# [What this task involves]
Copy verbatim the material from its first line to the line that holds "pub fn parse(s: &str)", including that line.

# [Entries shown]
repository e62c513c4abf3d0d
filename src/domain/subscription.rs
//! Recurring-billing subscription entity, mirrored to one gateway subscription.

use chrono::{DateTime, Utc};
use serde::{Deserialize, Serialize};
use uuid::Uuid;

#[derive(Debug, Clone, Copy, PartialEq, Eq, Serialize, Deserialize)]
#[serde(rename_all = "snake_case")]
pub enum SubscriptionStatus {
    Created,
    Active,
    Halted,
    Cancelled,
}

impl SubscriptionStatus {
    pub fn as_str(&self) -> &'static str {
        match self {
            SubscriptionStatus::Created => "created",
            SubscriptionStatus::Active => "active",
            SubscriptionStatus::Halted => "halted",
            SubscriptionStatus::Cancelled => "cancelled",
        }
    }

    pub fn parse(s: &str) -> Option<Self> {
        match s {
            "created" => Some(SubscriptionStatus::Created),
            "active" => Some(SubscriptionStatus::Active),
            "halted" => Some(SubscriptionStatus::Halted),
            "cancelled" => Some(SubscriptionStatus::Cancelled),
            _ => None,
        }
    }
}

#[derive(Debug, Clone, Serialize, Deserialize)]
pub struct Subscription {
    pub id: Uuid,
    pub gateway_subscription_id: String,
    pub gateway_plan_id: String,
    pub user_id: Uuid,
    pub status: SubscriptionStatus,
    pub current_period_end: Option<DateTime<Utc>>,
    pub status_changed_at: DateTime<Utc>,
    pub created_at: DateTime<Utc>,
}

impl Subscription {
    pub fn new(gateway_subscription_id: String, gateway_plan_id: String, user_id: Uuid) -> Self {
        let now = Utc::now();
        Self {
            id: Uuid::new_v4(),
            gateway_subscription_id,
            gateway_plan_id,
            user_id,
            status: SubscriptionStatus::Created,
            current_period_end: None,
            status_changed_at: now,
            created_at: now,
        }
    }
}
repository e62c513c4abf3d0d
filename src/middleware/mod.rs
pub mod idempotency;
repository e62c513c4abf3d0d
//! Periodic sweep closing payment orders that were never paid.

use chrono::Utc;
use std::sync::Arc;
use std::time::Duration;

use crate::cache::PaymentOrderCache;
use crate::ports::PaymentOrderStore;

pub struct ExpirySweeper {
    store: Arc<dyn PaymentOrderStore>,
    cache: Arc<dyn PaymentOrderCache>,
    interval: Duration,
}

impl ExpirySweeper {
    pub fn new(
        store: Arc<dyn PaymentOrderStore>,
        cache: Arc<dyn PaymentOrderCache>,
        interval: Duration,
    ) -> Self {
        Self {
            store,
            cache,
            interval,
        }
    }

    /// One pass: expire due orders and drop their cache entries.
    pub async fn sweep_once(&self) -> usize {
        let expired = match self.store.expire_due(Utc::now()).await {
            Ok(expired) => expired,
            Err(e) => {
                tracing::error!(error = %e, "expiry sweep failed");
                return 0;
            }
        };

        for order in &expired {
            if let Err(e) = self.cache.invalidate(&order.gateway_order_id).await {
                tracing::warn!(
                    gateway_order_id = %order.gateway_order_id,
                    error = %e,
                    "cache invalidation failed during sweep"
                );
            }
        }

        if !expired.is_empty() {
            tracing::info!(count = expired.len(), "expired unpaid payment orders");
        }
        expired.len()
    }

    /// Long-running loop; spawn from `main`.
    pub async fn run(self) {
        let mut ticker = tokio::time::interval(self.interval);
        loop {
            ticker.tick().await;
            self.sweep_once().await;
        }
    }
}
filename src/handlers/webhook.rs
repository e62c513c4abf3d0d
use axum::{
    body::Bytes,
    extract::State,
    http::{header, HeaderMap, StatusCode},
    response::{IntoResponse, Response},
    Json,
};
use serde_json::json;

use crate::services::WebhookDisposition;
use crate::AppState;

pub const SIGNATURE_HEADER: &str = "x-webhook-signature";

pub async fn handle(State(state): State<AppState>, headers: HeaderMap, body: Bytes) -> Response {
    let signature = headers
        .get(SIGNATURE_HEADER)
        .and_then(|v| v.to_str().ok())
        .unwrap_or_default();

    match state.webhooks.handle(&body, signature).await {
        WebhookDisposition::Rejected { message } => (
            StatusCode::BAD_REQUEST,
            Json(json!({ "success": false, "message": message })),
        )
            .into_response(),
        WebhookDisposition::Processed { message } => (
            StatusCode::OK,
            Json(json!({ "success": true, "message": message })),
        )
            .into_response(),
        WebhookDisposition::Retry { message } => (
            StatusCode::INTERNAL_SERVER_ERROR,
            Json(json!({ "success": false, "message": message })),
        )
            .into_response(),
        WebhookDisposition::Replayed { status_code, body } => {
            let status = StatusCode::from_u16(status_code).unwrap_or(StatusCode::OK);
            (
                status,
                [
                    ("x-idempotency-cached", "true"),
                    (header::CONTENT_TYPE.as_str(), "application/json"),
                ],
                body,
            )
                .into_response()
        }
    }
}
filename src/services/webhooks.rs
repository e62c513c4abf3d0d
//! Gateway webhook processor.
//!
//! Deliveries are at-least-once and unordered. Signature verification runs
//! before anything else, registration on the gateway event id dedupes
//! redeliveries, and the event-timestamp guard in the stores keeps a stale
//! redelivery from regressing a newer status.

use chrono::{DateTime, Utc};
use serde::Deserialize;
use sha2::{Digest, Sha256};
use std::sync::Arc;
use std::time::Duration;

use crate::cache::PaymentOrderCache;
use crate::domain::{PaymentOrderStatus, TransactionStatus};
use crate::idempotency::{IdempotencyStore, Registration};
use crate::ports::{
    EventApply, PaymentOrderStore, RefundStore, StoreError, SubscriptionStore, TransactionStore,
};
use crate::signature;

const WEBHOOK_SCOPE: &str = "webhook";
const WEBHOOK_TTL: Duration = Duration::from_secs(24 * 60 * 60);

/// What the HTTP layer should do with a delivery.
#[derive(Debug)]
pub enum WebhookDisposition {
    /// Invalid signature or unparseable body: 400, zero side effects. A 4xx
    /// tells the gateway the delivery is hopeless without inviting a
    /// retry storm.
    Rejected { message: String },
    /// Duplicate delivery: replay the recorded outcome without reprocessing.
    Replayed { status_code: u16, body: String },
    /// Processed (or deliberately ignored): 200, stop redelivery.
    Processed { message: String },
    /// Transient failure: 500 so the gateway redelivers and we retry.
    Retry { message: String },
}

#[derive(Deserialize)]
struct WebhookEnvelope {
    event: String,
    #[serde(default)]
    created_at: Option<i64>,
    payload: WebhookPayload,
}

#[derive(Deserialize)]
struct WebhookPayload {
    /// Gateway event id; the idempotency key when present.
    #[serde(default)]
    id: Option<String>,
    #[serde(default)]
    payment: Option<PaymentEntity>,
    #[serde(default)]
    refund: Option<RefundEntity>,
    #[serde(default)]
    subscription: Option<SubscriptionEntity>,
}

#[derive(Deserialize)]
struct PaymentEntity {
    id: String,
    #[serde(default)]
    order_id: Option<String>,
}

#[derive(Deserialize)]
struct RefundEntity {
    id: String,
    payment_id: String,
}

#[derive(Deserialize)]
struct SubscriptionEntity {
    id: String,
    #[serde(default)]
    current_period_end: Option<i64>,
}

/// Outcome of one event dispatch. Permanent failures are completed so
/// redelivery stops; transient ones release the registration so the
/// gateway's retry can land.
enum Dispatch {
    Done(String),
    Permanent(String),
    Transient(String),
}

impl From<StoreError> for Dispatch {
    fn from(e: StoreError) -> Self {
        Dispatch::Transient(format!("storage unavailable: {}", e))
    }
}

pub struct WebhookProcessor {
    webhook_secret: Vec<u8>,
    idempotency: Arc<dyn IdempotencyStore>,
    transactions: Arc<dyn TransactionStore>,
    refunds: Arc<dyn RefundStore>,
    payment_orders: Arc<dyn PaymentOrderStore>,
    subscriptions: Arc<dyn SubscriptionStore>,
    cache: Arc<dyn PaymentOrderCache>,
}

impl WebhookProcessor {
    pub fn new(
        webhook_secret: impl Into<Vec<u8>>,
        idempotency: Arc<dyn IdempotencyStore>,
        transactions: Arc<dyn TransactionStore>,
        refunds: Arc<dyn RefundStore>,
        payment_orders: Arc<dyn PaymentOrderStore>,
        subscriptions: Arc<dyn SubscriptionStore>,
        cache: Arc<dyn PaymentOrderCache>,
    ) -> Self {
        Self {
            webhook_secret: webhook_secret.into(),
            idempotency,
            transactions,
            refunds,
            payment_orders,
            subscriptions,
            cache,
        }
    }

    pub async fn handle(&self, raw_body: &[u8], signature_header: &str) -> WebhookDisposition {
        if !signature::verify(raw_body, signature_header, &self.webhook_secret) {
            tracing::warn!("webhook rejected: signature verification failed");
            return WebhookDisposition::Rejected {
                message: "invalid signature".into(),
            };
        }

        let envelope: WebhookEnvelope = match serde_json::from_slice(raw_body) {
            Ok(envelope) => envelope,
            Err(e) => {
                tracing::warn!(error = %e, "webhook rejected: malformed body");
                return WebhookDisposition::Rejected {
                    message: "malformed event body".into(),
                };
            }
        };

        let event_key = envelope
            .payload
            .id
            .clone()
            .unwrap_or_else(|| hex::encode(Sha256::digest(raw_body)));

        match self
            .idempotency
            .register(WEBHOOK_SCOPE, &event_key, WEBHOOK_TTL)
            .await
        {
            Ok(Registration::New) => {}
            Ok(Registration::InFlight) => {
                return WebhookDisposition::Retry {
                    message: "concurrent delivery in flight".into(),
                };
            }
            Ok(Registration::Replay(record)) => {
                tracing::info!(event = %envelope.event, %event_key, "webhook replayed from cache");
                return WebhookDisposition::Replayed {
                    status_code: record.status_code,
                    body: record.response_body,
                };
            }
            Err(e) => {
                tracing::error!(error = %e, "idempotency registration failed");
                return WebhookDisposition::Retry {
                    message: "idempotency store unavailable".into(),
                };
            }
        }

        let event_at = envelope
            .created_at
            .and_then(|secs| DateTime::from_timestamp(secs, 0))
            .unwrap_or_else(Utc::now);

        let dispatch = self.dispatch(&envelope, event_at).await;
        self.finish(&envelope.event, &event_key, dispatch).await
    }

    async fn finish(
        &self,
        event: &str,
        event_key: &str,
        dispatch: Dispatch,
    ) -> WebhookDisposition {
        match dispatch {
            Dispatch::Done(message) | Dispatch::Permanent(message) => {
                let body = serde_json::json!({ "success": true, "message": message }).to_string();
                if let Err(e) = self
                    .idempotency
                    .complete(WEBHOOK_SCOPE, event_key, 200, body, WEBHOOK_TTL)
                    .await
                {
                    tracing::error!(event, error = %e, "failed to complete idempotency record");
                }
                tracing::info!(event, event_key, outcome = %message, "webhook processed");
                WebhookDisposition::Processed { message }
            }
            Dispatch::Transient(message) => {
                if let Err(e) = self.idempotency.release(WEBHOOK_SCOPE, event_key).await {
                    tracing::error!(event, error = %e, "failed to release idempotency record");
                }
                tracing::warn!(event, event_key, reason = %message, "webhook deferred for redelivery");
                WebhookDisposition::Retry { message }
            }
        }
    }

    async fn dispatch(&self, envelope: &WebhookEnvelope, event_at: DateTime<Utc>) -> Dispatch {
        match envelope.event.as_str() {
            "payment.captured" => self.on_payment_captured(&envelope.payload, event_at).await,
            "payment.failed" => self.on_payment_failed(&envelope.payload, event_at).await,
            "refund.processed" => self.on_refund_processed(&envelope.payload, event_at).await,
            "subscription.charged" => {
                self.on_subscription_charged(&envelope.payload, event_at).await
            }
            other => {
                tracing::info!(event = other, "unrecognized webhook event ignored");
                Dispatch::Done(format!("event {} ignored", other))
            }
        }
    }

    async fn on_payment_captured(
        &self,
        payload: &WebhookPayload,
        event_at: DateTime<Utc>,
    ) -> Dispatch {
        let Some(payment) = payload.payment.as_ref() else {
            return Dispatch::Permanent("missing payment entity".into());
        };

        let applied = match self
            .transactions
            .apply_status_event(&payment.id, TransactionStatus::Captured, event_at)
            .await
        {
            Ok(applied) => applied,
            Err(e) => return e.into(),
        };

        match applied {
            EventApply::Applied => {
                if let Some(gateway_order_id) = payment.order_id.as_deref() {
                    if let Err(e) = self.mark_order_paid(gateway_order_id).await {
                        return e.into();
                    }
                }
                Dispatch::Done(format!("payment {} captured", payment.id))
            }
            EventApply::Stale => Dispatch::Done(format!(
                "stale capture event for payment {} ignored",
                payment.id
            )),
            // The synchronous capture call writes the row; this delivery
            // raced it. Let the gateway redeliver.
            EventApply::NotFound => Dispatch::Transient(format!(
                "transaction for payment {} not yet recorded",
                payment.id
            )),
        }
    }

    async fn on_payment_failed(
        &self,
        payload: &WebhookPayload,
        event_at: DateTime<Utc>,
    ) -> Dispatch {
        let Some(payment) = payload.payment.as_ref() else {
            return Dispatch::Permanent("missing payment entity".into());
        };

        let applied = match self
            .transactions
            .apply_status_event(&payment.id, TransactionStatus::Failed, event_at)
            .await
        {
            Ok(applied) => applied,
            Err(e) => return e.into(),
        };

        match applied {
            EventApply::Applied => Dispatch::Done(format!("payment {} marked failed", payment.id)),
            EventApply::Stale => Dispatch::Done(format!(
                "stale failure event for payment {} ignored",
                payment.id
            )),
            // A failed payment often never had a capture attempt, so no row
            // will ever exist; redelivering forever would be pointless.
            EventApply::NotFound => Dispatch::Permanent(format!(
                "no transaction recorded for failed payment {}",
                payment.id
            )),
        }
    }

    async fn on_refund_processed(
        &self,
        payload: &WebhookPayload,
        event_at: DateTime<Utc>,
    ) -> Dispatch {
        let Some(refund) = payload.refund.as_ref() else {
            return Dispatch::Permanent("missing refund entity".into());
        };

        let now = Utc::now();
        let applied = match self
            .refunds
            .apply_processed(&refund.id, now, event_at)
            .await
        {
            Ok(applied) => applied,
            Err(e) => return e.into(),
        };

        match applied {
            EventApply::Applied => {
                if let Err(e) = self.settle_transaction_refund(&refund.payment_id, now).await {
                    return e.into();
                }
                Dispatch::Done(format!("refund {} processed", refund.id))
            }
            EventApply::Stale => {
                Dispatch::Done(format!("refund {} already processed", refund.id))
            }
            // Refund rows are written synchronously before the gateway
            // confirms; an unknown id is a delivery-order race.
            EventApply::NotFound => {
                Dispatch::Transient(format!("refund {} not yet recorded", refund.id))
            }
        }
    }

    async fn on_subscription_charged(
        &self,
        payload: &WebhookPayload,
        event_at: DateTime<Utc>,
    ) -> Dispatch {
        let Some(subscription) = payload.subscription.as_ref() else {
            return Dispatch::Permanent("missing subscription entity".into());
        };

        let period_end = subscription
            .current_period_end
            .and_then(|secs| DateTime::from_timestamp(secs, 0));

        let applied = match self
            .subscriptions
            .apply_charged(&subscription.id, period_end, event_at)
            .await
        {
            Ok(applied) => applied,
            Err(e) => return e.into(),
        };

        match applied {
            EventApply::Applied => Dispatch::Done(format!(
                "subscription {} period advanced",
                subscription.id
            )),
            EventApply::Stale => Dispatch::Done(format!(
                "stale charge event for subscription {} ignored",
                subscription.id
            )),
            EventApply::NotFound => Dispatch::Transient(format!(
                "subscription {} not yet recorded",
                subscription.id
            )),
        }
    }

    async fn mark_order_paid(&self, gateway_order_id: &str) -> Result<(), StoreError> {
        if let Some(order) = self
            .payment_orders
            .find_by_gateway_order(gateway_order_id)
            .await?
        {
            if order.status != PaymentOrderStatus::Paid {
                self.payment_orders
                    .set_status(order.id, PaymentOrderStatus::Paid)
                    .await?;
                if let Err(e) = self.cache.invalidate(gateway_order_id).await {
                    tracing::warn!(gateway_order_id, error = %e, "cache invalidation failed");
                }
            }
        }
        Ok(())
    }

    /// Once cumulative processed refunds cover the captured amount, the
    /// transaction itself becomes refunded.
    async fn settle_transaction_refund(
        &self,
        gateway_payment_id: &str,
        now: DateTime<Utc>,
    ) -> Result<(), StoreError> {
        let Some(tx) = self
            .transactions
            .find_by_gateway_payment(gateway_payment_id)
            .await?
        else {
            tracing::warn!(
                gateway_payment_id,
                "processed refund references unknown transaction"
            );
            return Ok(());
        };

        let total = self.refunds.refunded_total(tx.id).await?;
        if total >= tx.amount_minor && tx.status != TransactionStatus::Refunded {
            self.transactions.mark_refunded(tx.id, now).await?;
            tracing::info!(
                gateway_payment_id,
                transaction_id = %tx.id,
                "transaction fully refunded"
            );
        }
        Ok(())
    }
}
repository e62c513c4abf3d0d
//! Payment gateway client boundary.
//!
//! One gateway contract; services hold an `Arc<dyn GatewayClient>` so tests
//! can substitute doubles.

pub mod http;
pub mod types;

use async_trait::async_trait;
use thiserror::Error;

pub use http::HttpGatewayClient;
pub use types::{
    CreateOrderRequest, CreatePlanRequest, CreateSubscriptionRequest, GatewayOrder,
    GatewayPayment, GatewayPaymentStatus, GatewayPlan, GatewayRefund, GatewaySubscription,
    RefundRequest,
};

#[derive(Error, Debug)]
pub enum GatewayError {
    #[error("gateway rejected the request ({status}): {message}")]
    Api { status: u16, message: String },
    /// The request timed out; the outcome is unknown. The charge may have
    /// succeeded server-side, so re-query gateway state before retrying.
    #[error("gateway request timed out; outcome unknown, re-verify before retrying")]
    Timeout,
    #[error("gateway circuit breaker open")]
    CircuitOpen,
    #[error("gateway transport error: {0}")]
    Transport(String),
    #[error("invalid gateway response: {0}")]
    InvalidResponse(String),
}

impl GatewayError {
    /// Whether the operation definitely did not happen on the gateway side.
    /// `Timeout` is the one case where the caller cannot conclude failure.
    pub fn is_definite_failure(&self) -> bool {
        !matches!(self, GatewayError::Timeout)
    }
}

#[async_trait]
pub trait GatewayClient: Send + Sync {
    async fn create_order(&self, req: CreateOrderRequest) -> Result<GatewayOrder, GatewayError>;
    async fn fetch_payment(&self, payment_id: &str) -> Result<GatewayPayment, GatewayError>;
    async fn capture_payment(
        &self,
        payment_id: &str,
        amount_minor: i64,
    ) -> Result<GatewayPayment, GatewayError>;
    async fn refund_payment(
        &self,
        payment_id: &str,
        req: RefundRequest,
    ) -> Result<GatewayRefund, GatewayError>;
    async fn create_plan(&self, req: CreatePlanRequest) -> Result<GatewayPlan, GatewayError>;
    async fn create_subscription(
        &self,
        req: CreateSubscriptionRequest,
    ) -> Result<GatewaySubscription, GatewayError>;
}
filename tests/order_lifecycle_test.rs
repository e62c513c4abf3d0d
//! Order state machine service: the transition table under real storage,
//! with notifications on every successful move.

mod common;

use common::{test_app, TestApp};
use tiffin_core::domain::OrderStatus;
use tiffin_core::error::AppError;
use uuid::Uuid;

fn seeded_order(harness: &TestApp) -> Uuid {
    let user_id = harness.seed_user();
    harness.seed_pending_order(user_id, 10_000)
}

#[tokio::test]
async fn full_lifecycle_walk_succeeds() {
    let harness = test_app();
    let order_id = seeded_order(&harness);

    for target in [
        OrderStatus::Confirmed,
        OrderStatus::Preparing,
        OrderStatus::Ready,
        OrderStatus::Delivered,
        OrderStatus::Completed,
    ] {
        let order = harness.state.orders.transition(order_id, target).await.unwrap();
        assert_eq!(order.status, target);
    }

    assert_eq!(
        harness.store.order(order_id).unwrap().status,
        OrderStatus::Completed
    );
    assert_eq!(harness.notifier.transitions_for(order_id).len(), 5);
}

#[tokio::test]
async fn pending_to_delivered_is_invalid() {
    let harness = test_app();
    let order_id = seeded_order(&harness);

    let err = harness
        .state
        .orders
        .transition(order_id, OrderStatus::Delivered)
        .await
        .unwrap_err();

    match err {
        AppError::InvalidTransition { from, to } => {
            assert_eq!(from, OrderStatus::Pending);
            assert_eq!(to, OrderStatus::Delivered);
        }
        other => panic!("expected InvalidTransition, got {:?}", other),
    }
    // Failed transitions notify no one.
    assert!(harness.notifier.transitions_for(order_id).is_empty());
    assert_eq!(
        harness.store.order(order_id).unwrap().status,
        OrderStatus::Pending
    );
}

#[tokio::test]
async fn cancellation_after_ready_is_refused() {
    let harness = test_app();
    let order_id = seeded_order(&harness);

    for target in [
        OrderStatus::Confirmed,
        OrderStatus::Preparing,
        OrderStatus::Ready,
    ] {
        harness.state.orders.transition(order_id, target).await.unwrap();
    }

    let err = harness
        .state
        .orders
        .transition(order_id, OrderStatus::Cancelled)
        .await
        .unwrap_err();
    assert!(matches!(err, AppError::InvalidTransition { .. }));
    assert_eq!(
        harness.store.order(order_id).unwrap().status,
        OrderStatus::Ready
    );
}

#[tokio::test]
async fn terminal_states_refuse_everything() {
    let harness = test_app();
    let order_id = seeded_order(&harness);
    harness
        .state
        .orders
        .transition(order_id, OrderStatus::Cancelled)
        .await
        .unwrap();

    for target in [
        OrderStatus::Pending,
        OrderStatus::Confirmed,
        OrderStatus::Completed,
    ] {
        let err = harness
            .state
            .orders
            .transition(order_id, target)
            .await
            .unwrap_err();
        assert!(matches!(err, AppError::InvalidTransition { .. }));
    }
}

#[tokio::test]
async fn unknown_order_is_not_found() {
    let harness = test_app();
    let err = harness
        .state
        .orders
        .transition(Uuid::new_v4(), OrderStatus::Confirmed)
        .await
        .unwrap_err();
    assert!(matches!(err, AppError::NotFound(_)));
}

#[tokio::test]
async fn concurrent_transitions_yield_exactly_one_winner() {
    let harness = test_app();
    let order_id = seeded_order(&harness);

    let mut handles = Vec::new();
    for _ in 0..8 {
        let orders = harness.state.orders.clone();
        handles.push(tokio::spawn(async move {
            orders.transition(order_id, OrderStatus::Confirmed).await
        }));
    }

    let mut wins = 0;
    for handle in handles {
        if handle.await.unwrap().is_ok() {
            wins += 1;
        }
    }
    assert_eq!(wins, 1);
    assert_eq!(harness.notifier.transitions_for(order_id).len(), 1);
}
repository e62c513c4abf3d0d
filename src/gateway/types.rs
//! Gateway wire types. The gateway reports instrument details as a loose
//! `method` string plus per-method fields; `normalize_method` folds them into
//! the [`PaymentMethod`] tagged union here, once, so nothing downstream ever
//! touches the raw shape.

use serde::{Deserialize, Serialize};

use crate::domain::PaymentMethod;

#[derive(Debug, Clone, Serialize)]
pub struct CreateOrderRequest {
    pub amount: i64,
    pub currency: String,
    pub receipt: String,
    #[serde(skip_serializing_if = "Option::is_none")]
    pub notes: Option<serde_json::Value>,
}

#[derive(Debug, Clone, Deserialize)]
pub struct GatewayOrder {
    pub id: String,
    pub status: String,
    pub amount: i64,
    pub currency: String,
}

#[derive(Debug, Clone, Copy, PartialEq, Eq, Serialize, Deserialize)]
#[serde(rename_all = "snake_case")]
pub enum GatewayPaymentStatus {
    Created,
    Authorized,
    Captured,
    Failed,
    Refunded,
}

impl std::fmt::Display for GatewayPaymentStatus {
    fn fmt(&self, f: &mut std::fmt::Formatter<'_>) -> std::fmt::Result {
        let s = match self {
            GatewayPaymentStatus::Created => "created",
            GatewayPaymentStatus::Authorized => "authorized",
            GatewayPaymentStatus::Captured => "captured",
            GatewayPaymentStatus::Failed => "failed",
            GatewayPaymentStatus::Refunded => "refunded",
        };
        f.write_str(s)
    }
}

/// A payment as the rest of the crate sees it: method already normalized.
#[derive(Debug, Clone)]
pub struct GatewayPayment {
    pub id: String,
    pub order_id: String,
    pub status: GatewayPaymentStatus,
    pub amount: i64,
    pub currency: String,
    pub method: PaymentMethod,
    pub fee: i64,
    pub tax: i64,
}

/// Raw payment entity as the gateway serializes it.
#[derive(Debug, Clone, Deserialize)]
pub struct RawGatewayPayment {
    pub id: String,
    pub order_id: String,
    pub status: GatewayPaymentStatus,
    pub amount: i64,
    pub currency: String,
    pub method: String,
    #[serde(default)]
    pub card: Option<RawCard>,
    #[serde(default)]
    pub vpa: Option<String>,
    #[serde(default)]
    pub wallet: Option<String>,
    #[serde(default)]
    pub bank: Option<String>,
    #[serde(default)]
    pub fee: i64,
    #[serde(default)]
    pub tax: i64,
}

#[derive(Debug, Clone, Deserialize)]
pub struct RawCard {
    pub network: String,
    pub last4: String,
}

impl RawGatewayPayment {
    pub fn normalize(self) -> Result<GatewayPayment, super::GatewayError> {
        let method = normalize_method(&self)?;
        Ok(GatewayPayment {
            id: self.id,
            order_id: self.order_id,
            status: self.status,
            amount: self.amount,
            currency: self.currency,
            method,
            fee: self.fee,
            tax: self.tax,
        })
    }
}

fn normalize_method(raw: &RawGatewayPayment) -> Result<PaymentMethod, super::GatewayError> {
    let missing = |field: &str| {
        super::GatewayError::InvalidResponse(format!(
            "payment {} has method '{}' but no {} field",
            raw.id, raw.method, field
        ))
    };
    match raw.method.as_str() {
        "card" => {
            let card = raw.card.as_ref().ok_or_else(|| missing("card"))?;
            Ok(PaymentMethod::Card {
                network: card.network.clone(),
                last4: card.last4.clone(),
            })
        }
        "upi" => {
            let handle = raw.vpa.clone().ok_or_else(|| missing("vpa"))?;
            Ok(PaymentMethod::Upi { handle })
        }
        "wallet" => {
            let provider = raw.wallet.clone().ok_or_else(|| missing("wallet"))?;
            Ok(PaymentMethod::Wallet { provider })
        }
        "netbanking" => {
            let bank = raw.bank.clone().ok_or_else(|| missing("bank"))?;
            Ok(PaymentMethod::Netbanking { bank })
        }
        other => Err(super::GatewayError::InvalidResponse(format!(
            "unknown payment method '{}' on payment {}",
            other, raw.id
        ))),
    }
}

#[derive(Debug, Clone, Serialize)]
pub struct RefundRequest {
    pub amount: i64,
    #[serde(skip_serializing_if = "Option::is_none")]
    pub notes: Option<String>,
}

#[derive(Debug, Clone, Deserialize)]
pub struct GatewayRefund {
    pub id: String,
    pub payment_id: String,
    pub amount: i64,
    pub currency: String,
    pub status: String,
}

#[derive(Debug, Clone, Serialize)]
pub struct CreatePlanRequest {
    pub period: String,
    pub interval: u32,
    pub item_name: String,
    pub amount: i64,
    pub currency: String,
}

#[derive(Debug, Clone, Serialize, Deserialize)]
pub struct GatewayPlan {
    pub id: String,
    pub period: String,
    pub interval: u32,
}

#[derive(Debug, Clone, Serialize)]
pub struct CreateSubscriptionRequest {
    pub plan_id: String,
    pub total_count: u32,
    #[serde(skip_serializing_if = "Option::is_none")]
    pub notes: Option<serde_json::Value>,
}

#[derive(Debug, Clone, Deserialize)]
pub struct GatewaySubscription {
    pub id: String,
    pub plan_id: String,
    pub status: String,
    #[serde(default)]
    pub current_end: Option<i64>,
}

# [Response]
repository e62c513c4abf3d0d
filename src/domain/subscription.rs
//! Recurring-billing subscription entity, mirrored to one gateway subscription.

use chrono::{DateTime, Utc};
use serde::{Deserialize, Serialize};
use uuid::Uuid;

#[derive(Debug, Clone, Copy, PartialEq, Eq, Serialize, Deserialize)]
#[serde(rename_all = "snake_case")]
pub enum SubscriptionStatus {
    Created,
    Active,
    Halted,
    Cancelled,
}

impl SubscriptionStatus {
    pub fn as_str(&self) -> &'static str {
        match self {
            SubscriptionStatus::Created => "created",
            SubscriptionStatus::Active => "active",
            SubscriptionStatus::Halted => "halted",
            SubscriptionStatus::Cancelled => "cancelled",
        }
    }

    pub fn parse(s: &str) -> Option<Self> {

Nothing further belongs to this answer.